To see the improvement, let's look at the bare bones MIPS version that directly converts to the program above:

addiu   $29,    $29,    -32
sw      $31,    20($29)
sw      $4,     32($29)
sw      $5,     36($29)
sw      $0,     24($29)
sw      $0,     28($29)
lw      $14,    28($29)
lw      $24,    24($29)
multu   $14,    $14
addiu   $8,     $14,    1
slti    $1,     $8,     101
sw      $8,     28($29)
mflo    $15
addu    $25,    $24,    $15
bne     $1,     $0,     -9
sw      $25,    24($29)
lui     $4,     4096
lw      $5,     24($29)
jal     1048812
addiu   $4,     $4,     1072
lw      $31,    20($29)
addiu   $29,    $29,    32
jr      $31
move    $2,     $0

This program can be converted into machine code quite easily, as each line has a one-to-one conversion rule.
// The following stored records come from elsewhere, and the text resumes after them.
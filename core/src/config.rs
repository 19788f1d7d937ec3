use crate::forest::ForestParams;
use crate::labeler::ZeroStolenPolicy;
use serde::{Deserialize, Serialize};

/// Canonical location of the property-stolen-and-recovered table.
pub const DEFAULT_SOURCE_URL: &str =
    "https://github.com/akash0123-pride/Indian_crime_dashboard/blob/main/10_Property_stolen_and_recovered.csv";

/// Everything the pipeline needs to run. All values have canonical
/// defaults; a JSON file can override any subset of them.
#[derive(Debug, Clone, Serialize, Deserialize)]
#[serde(default)]
pub struct PipelineConfig {
    /// Where the CSV lives. Ignored when the runner is given a local file.
    pub source_url: String,
    /// Recovery rate above which a row is labeled 1 (strict inequality).
    pub recovery_threshold: f64,
    /// Fraction of rows held out for scoring.
    pub test_fraction: f64,
    /// Seed for the train/test shuffle. Fixed seed ⇒ fixed partition.
    pub split_seed: u64,
    /// What to do with rows where stolen_cases is zero.
    pub zero_stolen_policy: ZeroStolenPolicy,
    pub forest: ForestParams,
}

impl Default for PipelineConfig {
    fn default() -> Self {
        Self {
            source_url: DEFAULT_SOURCE_URL.to_string(),
            recovery_threshold: 0.5,
            test_fraction: 0.2,
            split_seed: 42,
            zero_stolen_policy: ZeroStolenPolicy::Exclude,
            forest: ForestParams::default(),
        }
    }
}

impl PipelineConfig {
    /// Load overrides from a JSON file. Missing keys keep their defaults.
    pub fn load(path: &str) -> anyhow::Result<Self> {
        let content = std::fs::read_to_string(path)
            .map_err(|e| anyhow::anyhow!("Cannot read {path}: {e}"))?;
        let config: Self = serde_json::from_str(&content)?;
        Ok(config)
    }
}

#[cfg(test)]
mod tests {
    use super::*;

    #[test]
    fn defaults_match_canonical_recipe() {
        let config = PipelineConfig::default();
        assert_eq!(config.recovery_threshold, 0.5);
        assert_eq!(config.test_fraction, 0.2);
        assert_eq!(config.split_seed, 42);
        assert_eq!(config.zero_stolen_policy, ZeroStolenPolicy::Exclude);
        assert_eq!(config.forest.n_trees, 100);
    }

    #[test]
    fn partial_override_keeps_defaults() {
        let config: PipelineConfig =
            serde_json::from_str(r#"{"split_seed": 7, "test_fraction": 0.25}"#).unwrap();
        assert_eq!(config.split_seed, 7);
        assert_eq!(config.test_fraction, 0.25);
        assert_eq!(config.recovery_threshold, 0.5);
        assert_eq!(config.source_url, DEFAULT_SOURCE_URL);
    }
}
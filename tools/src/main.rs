//! dash-runner: headless pipeline runner for the crime-recovery dashboard.
//!
//! Usage:
//!   dash-runner --csv data/property.csv
//!   dash-runner --url https://…/property.csv --seed 42 --db records.db
//!   dash-runner --csv data/property.csv --ipc-mode
//!
//! In IPC mode the external dashboard renderer drives this process with
//! one JSON command per stdin line and reads one JSON state per stdout
//! line. The pipeline runs once at startup; filter changes are served
//! from the cached result and only `reload` re-fetches and retrains.

use anyhow::Result;
use crimedash_core::{
    config::PipelineConfig,
    dashboard,
    loader::{DataSource, FileSource, HttpSource},
    pipeline::{self, PipelineResult},
    store::CrimeStore,
    types::FilterSelection,
};
use std::env;
use std::io::{self, BufRead, Write};

#[derive(serde::Deserialize)]
#[serde(tag = "type", rename_all = "snake_case")]
enum IpcCommand {
    GetState,
    SetFilter {
        year: i64,
        state_ut: String,
        crime_category: String,
    },
    Reload,
    Quit,
}

fn main() -> Result<()> {
    env_logger::init();

    let args: Vec<String> = env::args().collect();
    let ipc_mode = args.iter().any(|a| a == "--ipc-mode");
    let csv_path = flag_value(&args, "--csv");
    let url = flag_value(&args, "--url");
    let db = flag_value(&args, "--db");
    let config_path = flag_value(&args, "--config");

    let mut config = match config_path {
        Some(path) => PipelineConfig::load(path)?,
        None => PipelineConfig::default(),
    };
    if let Some(seed) = flag_value(&args, "--seed") {
        config.split_seed = seed.parse()?;
    }

    let source: Box<dyn DataSource> = match csv_path {
        Some(path) => Box::new(FileSource::new(path)),
        None => Box::new(HttpSource::new(url.unwrap_or(config.source_url.as_str()))),
    };

    if !ipc_mode {
        println!("Crime Recovery Dashboard — dash-runner");
        println!("  source: {}", source.fingerprint());
        println!("  seed:   {}", config.split_seed);
        println!("  db:     {}", db.unwrap_or(":memory:"));
        println!();
    }

    let build = |config: &PipelineConfig| -> Result<PipelineResult> {
        let result = match db {
            Some(path) => {
                let store = CrimeStore::open(path)?;
                store.migrate()?;
                pipeline::run_with_store(config, source.as_ref(), store)?
            }
            None => pipeline::run(config, source.as_ref())?,
        };
        Ok(result)
    };

    let result = build(&config)?;

    if ipc_mode {
        run_ipc_loop(result, &config, &build)?;
    } else {
        print_summary(&result)?;
    }

    Ok(())
}

fn run_ipc_loop(
    mut result: PipelineResult,
    config: &PipelineConfig,
    rebuild: &dyn Fn(&PipelineConfig) -> Result<PipelineResult>,
) -> Result<()> {
    let mut selection = initial_selection(&result)?;

    let stdin = io::stdin();
    let mut stdout = io::stdout();
    let mut handle = stdin.lock();
    let mut buffer = String::new();

    loop {
        buffer.clear();
        let bytes_read = handle.read_line(&mut buffer)?;
        if bytes_read == 0 {
            break; // EOF
        }

        let cmd: IpcCommand = match serde_json::from_str(&buffer) {
            Ok(c) => c,
            Err(e) => {
                let err_json = serde_json::json!({ "error": e.to_string() });
                writeln!(stdout, "{}", err_json)?;
                stdout.flush()?;
                continue;
            }
        };

        match cmd {
            IpcCommand::Quit => break,
            IpcCommand::GetState => {}
            IpcCommand::SetFilter {
                year,
                state_ut,
                crime_category,
            } => {
                selection = FilterSelection {
                    year,
                    state_ut,
                    crime_category,
                };
            }
            IpcCommand::Reload => {
                log::info!("reload requested, re-running pipeline");
                result = rebuild(config)?;
                selection = initial_selection(&result)?;
            }
        }

        let state = dashboard::build_state(&result, &selection)?;
        writeln!(stdout, "{}", serde_json::to_string(&state)?)?;
        stdout.flush()?;
    }
    Ok(())
}

/// First entry of each sorted option list, like a fresh set of
/// dashboard selectors.
fn initial_selection(result: &PipelineResult) -> Result<FilterSelection> {
    dashboard::default_selection(result)?
        .ok_or_else(|| anyhow::anyhow!("no rows in cleaned table"))
}

fn print_summary(result: &PipelineResult) -> Result<()> {
    let clean = &result.clean_report;
    println!("=== PIPELINE SUMMARY ===");
    println!("  fetched at:       {}", result.fetched_at.to_rfc3339());
    println!("  rows loaded:      {}", clean.loaded);
    println!("  duplicates:       {}", clean.duplicates_removed);
    println!("  incomplete:       {}", clean.incomplete_removed);
    println!("  rows kept:        {}", clean.cleaned);
    println!("  labeled rows:     {}", result.label_report.labeled);
    println!("  zero-stolen rows: {}", result.label_report.zero_stolen);
    println!("  train / test:     {} / {}", result.train_size, result.test_size);
    println!();
    println!("=== MODEL ===");
    println!("  accuracy: {}", result.accuracy_display());

    let selection = initial_selection(result)?;
    let state = dashboard::build_state(result, &selection)?;
    println!();
    println!("=== DASHBOARD PREVIEW ===");
    println!(
        "  filters: {} years, {} states, {} categories",
        state.filters.years.len(),
        state.filters.states.len(),
        state.filters.categories.len()
    );
    println!(
        "  default selection: {} / {} / {}",
        selection.year, selection.state_ut, selection.crime_category
    );
    println!("  trend points:      {}", state.trend.len());
    println!("  table rows:        {}", state.table.len());
    Ok(())
}

fn flag_value<'a>(args: &'a [String], flag: &str) -> Option<&'a str> {
    args.windows(2)
        .find(|w| w[0] == flag)
        .map(|w| w[1].as_str())
}
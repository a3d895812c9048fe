//! Load and runtime errors

use std::path::PathBuf;

use pad_core::{RunId, ScriptParseError};
use pad_output::{BackendError, Capability};
use thiserror::Error;

use crate::external::ExternalError;

/// A script that cannot run at all
///
/// Every variant names the instruction pointer of the offending command.
/// Raised before any side effect occurs.
#[derive(Debug, Error)]
pub enum LoadError {
    #[error(transparent)]
    Parse(#[from] ScriptParseError),

    #[error("#{ip}: unknown command '{name}'")]
    UnknownCommand { ip: usize, name: String },

    #[error("#{ip} ({command}): missing required key '{key}'")]
    MissingKey {
        ip: usize,
        command: String,
        key: &'static str,
    },

    #[error("#{ip}: '{command}' without a matching opener")]
    UnmatchedEnd { ip: usize, command: String },

    #[error("#{ip}: '{command}' is never closed")]
    UnclosedBlock { ip: usize, command: String },

    #[error("#{ip}: duplicate label '{name}' (first defined at #{first})")]
    DuplicateLabel {
        ip: usize,
        name: String,
        first: usize,
    },

    #[error("#{ip}: invalid comparison operator '{op}'")]
    InvalidOperator { ip: usize, op: String },

    #[error("#{ip} ({command}): {capability} not supported by the {backend} backend")]
    Unsupported {
        ip: usize,
        command: String,
        backend: &'static str,
        capability: Capability,
    },
}

/// Errors that abort a run
#[derive(Debug, Error)]
pub enum ScriptError {
    #[error(transparent)]
    Load(#[from] LoadError),

    #[error("undefined variable: ${name}")]
    UndefinedVariable { name: String },

    #[error("expression error: {0}")]
    Expression(String),

    #[error("unknown label: {label}")]
    UnknownLabel { label: String },

    #[error("{command}: no output backend connected")]
    BackendUnavailable { command: String },

    #[error("backend error: {0}")]
    Backend(#[from] BackendError),

    #[error("invalid argument: {0}")]
    InvalidArgument(String),

    #[error("external script failed: {0}")]
    External(#[from] ExternalError),

    #[error("I/O error on {path}: {source}")]
    Io {
        path: PathBuf,
        #[source]
        source: std::io::Error,
    },

    #[error("run {run_id} is already active")]
    AlreadyRunning { run_id: RunId },

    #[error("internal error: {0}")]
    Internal(String),
}

impl ScriptError {
    pub(crate) fn invalid(message: impl Into<String>) -> Self {
        ScriptError::InvalidArgument(message.into())
    }

    pub(crate) fn expression(message: impl Into<String>) -> Self {
        ScriptError::Expression(message.into())
    }
}

/// Result type for script execution
pub type ScriptResult<T> = Result<T, ScriptError>;
//! Load-time validation and jump tables
//!
//! One forward scan checks every command against the registry and pairs
//! `if`/`end_if` and `while`/`end_while` with a stack of open blocks. A
//! script that fails here never starts.

use std::collections::HashMap;

use pad_core::{blocks, Script, Value};
use pad_output::OutputBackend;
use tracing::{debug, instrument, warn};

use crate::compare::CompareOp;
use crate::error::LoadError;
use crate::registry::CommandRegistry;

/// Labels and block links for one script
#[derive(Debug, Clone, Default, PartialEq, Eq)]
pub struct JumpTable {
    /// Label name → IP of the `label` command
    pub labels: HashMap<String, usize>,
    /// `if` IP → matching `end_if` IP
    pub if_map: HashMap<usize, usize>,
    /// `while` IP → matching `end_while` IP
    pub while_to_end: HashMap<usize, usize>,
    /// `end_while` IP → matching `while` IP
    pub end_to_while: HashMap<usize, usize>,
}

/// Text form of a label name; non-string names use their JSON text
pub fn label_key(value: &Value) -> String {
    match value {
        Value::String(s) => s.trim().to_string(),
        other => other.to_string(),
    }
}

/// Pair block openers with their end markers and index labels
pub fn build_jump_table(script: &Script) -> Result<JumpTable, LoadError> {
    let mut table = JumpTable::default();
    let mut open: Vec<(usize, &str)> = Vec::new();

    for (ip, cmd) in script.iter() {
        match cmd.name() {
            blocks::IF | blocks::WHILE => open.push((ip, cmd.name())),
            end @ (blocks::END_IF | blocks::END_WHILE) => {
                let opener = if end == blocks::END_IF {
                    blocks::IF
                } else {
                    blocks::WHILE
                };
                match open.pop() {
                    Some((start, name)) if name == opener => {
                        if opener == blocks::IF {
                            table.if_map.insert(start, ip);
                        } else {
                            table.while_to_end.insert(start, ip);
                            table.end_to_while.insert(ip, start);
                        }
                    }
                    Some((start, name)) => {
                        // Interleaved blocks: the innermost open block is not this kind
                        return Err(LoadError::UnclosedBlock {
                            ip: start,
                            command: name.to_string(),
                        });
                    }
                    None => {
                        return Err(LoadError::UnmatchedEnd {
                            ip,
                            command: end.to_string(),
                        })
                    }
                }
            }
            blocks::LABEL => {
                let Some(name) = cmd.get("name").map(label_key) else {
                    continue;
                };
                if let Some(&first) = table.labels.get(&name) {
                    return Err(LoadError::DuplicateLabel { ip, name, first });
                }
                table.labels.insert(name, ip);
            }
            _ => {}
        }
    }

    if let Some(&(ip, name)) = open.last() {
        return Err(LoadError::UnclosedBlock {
            ip,
            command: name.to_string(),
        });
    }
    Ok(table)
}

/// Validate `script` for a run on `backend` and build its jump table
///
/// Checks, in script order: known command, required keys, comparison
/// operators, and backend capabilities (when a backend is given). Literal
/// `goto` targets that name no label are only warned about here; the run
/// fails with an unknown-label error if one is reached.
#[instrument(skip_all, fields(script = %script.display_name(), commands = script.len()))]
pub fn validate(
    script: &Script,
    registry: &CommandRegistry,
    backend: Option<&dyn OutputBackend>,
) -> Result<JumpTable, LoadError> {
    for (ip, cmd) in script.iter() {
        let spec = registry
            .get(cmd.name())
            .ok_or_else(|| LoadError::UnknownCommand {
                ip,
                name: cmd.name().to_string(),
            })?;

        if let Some(key) = spec.required_keys.iter().copied().find(|key| !cmd.has(key)) {
            return Err(LoadError::MissingKey {
                ip,
                command: cmd.name().to_string(),
                key,
            });
        }

        if matches!(cmd.name(), blocks::IF | blocks::WHILE) {
            let op = cmd.get("op").map(label_key).unwrap_or_default();
            if op.parse::<CompareOp>().is_err() {
                return Err(LoadError::InvalidOperator { ip, op });
            }
        }

        if let (Some(capability), Some(backend)) = (spec.capability, backend) {
            if !backend.supports(capability) {
                return Err(LoadError::Unsupported {
                    ip,
                    command: cmd.name().to_string(),
                    backend: backend.name(),
                    capability,
                });
            }
        }
    }

    let table = build_jump_table(script)?;

    for (ip, cmd) in script.iter().filter(|(_, c)| c.name() == "goto") {
        if let Some(label) = cmd.str_arg("label") {
            if !label.starts_with('$') && !table.labels.contains_key(label) {
                warn!(ip, label, "goto targets a label that is not defined");
            }
        }
    }

    debug!(
        labels = table.labels.len(),
        ifs = table.if_map.len(),
        loops = table.while_to_end.len(),
        "script validated"
    );
    Ok(table)
}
Assembly languages are much easier to follow than the machine code (add- does addition, mult- does multiplications, j- jumps around in the code, s- stores values in memory, l- loads values from memory, $n refers to register n, stli checks if the value is less than the other value, b- is a conditional branch a.k.a. an if statement, etc.), but it's still hard to read. The highlighted lines, for example, say "Set the value at the memory location 28($29), get the value at 28($29), increment it by one, check if it's less than 101, store the new value back in the specified memory location, jump backwards 9 lines from the next line to line 7 if it is, and go to the next line if it isn't." If you have any experience with programming, you may recognize this as a for loop with the iteration variable being the memory at 28($29). While you can improve assembly with stuff like macros, labels, ASCII text, and named registers instead of numbers, assembly languages suffer from a few fundamental flaws.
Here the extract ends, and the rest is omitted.